▶ [Action item]: Go over the data and keep only the lines that include "Print".

▶ [Stored data entries]:
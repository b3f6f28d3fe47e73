//! CLI command implementations.
//!
//! - `fill` - Fill a boundary and write the viewer data files
//! - `tile` - Print one tile and its edge neighbors
//! - `benchmark` - Time repeated fills of a boundary

use std::path::PathBuf;

use anyhow::Result;
use clap::{Args, Parser, Subcommand};

use tilefill::output::{DEFAULT_BOUNDARY_VAR, DEFAULT_BRICKS_VAR};
use tilefill::projection::DEFAULT_EPSG;
use tilefill::{Point, SideCount, TilingParams};

pub mod benchmark;
pub mod common;
pub mod fill;
pub mod tile;

pub use benchmark::cmd_benchmark;
pub use fill::cmd_fill;
pub use tile::cmd_tile;

#[derive(Parser)]
#[command(name = "tilefill")]
#[command(version)]
#[command(about = "Fill a map boundary with triangles, squares or hexagons")]
pub struct Cli {
    /// Log debug events to stderr
    #[arg(short, long, global = true)]
    pub verbose: bool,

    #[command(subcommand)]
    pub command: Command,
}

#[derive(Subcommand)]
pub enum Command {
    /// Fill a boundary and write data_boundaries.js / data_bricks.js
    Fill(FillArgs),

    /// Print the tile at a point and its edge neighbors as JSON
    Tile(TileArgs),

    /// Time repeated fills of a boundary
    Benchmark(BenchmarkArgs),
}

/// Lattice settings shared by every command.
#[derive(Args, Debug, Clone)]
pub struct TilingArgs {
    /// Circumradius of each tile, in planar units (meters when projected)
    #[arg(short, long)]
    pub radius: f64,

    /// Tile shape: 3/4/6 or triangle/square/hexagon
    #[arg(short = 'k', long, default_value = "6", value_parser = parse_sides)]
    pub sides: SideCount,

    /// Lattice rotation in degrees
    #[arg(short, long, default_value_t = 0.0, allow_hyphen_values = true)]
    pub theta: f64,
}

impl TilingArgs {
    pub fn params(&self) -> Result<TilingParams> {
        Ok(TilingParams::new(self.radius, self.sides.get(), self.theta)?)
    }
}

/// Where the boundary comes from and how to read it.
#[derive(Args, Debug, Clone)]
pub struct BoundaryArgs {
    /// Boundary file: JSON `[[lon, lat], ...]`, `{"coordinates": [...]}`, or .svg
    pub boundary: PathBuf,

    /// Gauss-Krüger system used to project lon/lat (EPSG:4502-4512)
    #[arg(long, default_value_t = DEFAULT_EPSG)]
    pub epsg: u32,

    /// Treat JSON coordinates as already planar
    #[arg(long)]
    pub planar: bool,
}

#[derive(Args, Debug)]
pub struct FillArgs {
    #[command(flatten)]
    pub input: BoundaryArgs,

    #[command(flatten)]
    pub tiling: TilingArgs,

    /// Start tile center, in input coordinates (default: boundary centroid)
    #[arg(long, value_parser = parse_point, allow_hyphen_values = true)]
    pub anchor: Option<Point>,

    /// Directory for the viewer data files
    #[arg(short, long, default_value = "web")]
    pub out_dir: PathBuf,

    /// Variable assigned in data_boundaries.js
    #[arg(long, default_value = DEFAULT_BOUNDARY_VAR)]
    pub boundary_var: String,

    /// Variable assigned in data_bricks.js
    #[arg(long, default_value = DEFAULT_BRICKS_VAR)]
    pub bricks_var: String,

    /// Also write a planar SVG preview
    #[arg(long)]
    pub svg: Option<PathBuf>,

    /// Print a JSON summary to stdout
    #[arg(long)]
    pub json: bool,
}

#[derive(Args, Debug)]
pub struct TileArgs {
    #[command(flatten)]
    pub tiling: TilingArgs,

    /// Tile center as X,Y
    #[arg(long, default_value = "0,0", value_parser = parse_point, allow_hyphen_values = true)]
    pub at: Point,
}

#[derive(Args, Debug)]
pub struct BenchmarkArgs {
    #[command(flatten)]
    pub input: BoundaryArgs,

    #[command(flatten)]
    pub tiling: TilingArgs,

    /// Number of fills to time
    #[arg(short = 'n', long, default_value_t = 10)]
    pub iterations: u32,
}

fn parse_sides(s: &str) -> Result<SideCount, String> {
    SideCount::from_name(s).ok_or_else(|| format!("expected 3, 4, 6, triangle, square or hexagon, got '{s}'"))
}

/// Parse `X,Y`.
pub fn parse_point(s: &str) -> Result<Point, String> {
    let (x, y) = s.split_once(',').ok_or_else(|| format!("expected X,Y, got '{s}'"))?;
    let x: f64 = x.trim().parse().map_err(|_| format!("invalid X coordinate '{x}'"))?;
    let y: f64 = y.trim().parse().map_err(|_| format!("invalid Y coordinate '{y}'"))?;
    Ok(Point::new(x, y))
}

#[cfg(test)]
mod tests {
    use super::*;
    use clap::CommandFactory;

    #[test]
    fn cli_definition_is_consistent() {
        Cli::command().debug_assert();
    }

    #[test]
    fn parse_point_accepts_negative_and_spaces() {
        assert_eq!(parse_point("-1.5, 2").unwrap(), Point::new(-1.5, 2.0));
        assert!(parse_point("1.5").is_err());
        assert!(parse_point("a,b").is_err());
    }

    #[test]
    fn fill_defaults() {
        let cli = Cli::try_parse_from(["tilefill", "fill", "district.json", "--radius", "1000"]).unwrap();
        let Command::Fill(args) = cli.command else {
            panic!("expected fill");
        };
        assert_eq!(args.tiling.sides, SideCount::Hexagon);
        assert_eq!(args.tiling.theta, 0.0);
        assert_eq!(args.input.epsg, 4508);
        assert_eq!(args.out_dir, PathBuf::from("web"));
        assert_eq!(args.boundary_var, "MS.data.blockBoundaries");
        assert!(args.anchor.is_none());
    }

    #[test]
    fn sides_accepts_names() {
        let cli = Cli::try_parse_from(["tilefill", "tile", "-r", "2", "-k", "square", "--at", "-3,4"]).unwrap();
        let Command::Tile(args) = cli.command else {
            panic!("expected tile");
        };
        assert_eq!(args.tiling.sides, SideCount::Square);
        assert_eq!(args.at, Point::new(-3.0, 4.0));
    }

    #[test]
    fn rejects_unsupported_sides() {
        assert!(Cli::try_parse_from(["tilefill", "tile", "-r", "2", "-k", "5"]).is_err());
    }
}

▶ [Task response]:
//! - `tile` - Print one tile and its edge neighbors
    /// Print the tile at a point and its edge neighbors as JSON
    /// Print a JSON summary to stdout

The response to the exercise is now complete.